The Rockets made five studio albums (Note: A sixth unauthorized album, sourced from demo studio outtakes before the band had a recording contract, was released by Guinness Records in the same year as "Love Transfusion".) that produced several minor hits, including "Can't Sleep", which peaked at number 51 in 1979 and a rocking rendition of Fleetwood Mac's "Oh Well", which reached number 30 on the Billboard Hot 100 the week of September 1, 1979.

Although the band had its biggest following in Michigan, The Rockets received attention outside of the state, becoming known throughout the country. Their first album, Love Transfusion, was released in 1977. During this period, they also opened some shows for Kiss. The album failed to produce any hits.

The 1979 self-titled release featured the hits, "Oh Well" and "Turn Up the Radio". This record also featured David Hood on bass guitar from the famous Muscle Shoals Sound Studio in Alabama.
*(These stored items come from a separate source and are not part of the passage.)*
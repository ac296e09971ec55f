// Private module declaration
mod server;

use prometheus::{HistogramOpts, HistogramVec, IntCounterVec, Opts, Registry};

// Re-export for public API
pub use server::start_metrics_server;

// ============================================================================
// Metrics Module - Prometheus metrics for observability
// ============================================================================
//
// Covers the asynchronous half of the service:
// - Outbox relay throughput per routing key
// - Reconciliation outcomes, retry attempts and latency per queue
// - Dead-lettered messages per queue
//
// All metrics are registered with Prometheus and can be scraped via /metrics
// ============================================================================

pub struct Metrics {
    registry: Registry,

    // Outbox relay
    pub outbox_published: IntCounterVec,
    pub outbox_publish_failures: IntCounterVec,

    // Reconciliation consumer
    pub reconciliation_processed: IntCounterVec,
    pub reconciliation_retry_attempts: IntCounterVec,
    pub reconciliation_duration: HistogramVec,

    // Dead letters
    pub dlq_messages: IntCounterVec,
}

impl Metrics {
    pub fn new() -> Result<Self, prometheus::Error> {
        let registry = Registry::new();

        let outbox_published = IntCounterVec::new(
            Opts::new("outbox_published_total", "Outbox events published to the broker"),
            &["routing_key"],
        )?;
        registry.register(Box::new(outbox_published.clone()))?;

        let outbox_publish_failures = IntCounterVec::new(
            Opts::new("outbox_publish_failures_total", "Outbox publish attempts that failed"),
            &["routing_key"],
        )?;
        registry.register(Box::new(outbox_publish_failures.clone()))?;

        let reconciliation_processed = IntCounterVec::new(
            Opts::new(
                "reconciliation_processed_total",
                "Lifecycle events handled by the reconciliation consumer",
            ),
            &["queue", "outcome"],
        )?;
        registry.register(Box::new(reconciliation_processed.clone()))?;

        let reconciliation_retry_attempts = IntCounterVec::new(
            Opts::new(
                "reconciliation_retry_attempts_total",
                "Reconciliation attempts beyond the first",
            ),
            &["queue"],
        )?;
        registry.register(Box::new(reconciliation_retry_attempts.clone()))?;

        let reconciliation_duration = HistogramVec::new(
            HistogramOpts::new(
                "reconciliation_duration_seconds",
                "Time from receipt to acknowledgement, retries included",
            )
            .buckets(vec![0.01, 0.05, 0.1, 0.5, 1.0, 5.0, 15.0, 30.0, 60.0]),
            &["queue"],
        )?;
        registry.register(Box::new(reconciliation_duration.clone()))?;

        let dlq_messages = IntCounterVec::new(
            Opts::new("dlq_messages_total", "Messages routed to a dead-letter queue"),
            &["queue"],
        )?;
        registry.register(Box::new(dlq_messages.clone()))?;

        Ok(Self {
            registry,
            outbox_published,
            outbox_publish_failures,
            reconciliation_processed,
            reconciliation_retry_attempts,
            reconciliation_duration,
            dlq_messages,
        })
    }

    /// Get the Prometheus registry for exposing metrics via HTTP
    pub fn registry(&self) -> &Registry {
        &self.registry
    }

    pub fn record_outbox_publish(&self, routing_key: &str, success: bool) {
        if success {
            self.outbox_published.with_label_values(&[routing_key]).inc();
        } else {
            self.outbox_publish_failures.with_label_values(&[routing_key]).inc();
        }
    }

    pub fn record_reconciliation(&self, queue: &str, outcome: &str, duration_secs: f64) {
        self.reconciliation_processed
            .with_label_values(&[queue, outcome])
            .inc();
        self.reconciliation_duration
            .with_label_values(&[queue])
            .observe(duration_secs);
    }

    pub fn record_retry_attempt(&self, queue: &str) {
        self.reconciliation_retry_attempts
            .with_label_values(&[queue])
            .inc();
    }

    pub fn record_dlq_message(&self, queue: &str) {
        self.dlq_messages.with_label_values(&[queue]).inc();
    }
}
Their third album (with the addition of new bass guitarist Dan Keylon) was the 1980 release No Ballads. "Desire" was a popular tune from this album, peaking at number 70 on the Billboard Hot 100 the week of March 8, 1980. Next came the Back Talk album in 1981 (with another new bass guitarist, Bobby Haralson) and then Rocket Roll in 1982. "Rollin' by the Record Machine" from this release was the last hit for the band. Their final release, Live Rockets, was recorded on 4 nights – December 26 through 29, 1982, to a sold-out house each night at the Royal Oak Music Theatre near Detroit. This was the first time the band recorded with a saxophone player, and back-up vocalists, Shaun Murphy and Suzy Jennings, who continued to tour with them.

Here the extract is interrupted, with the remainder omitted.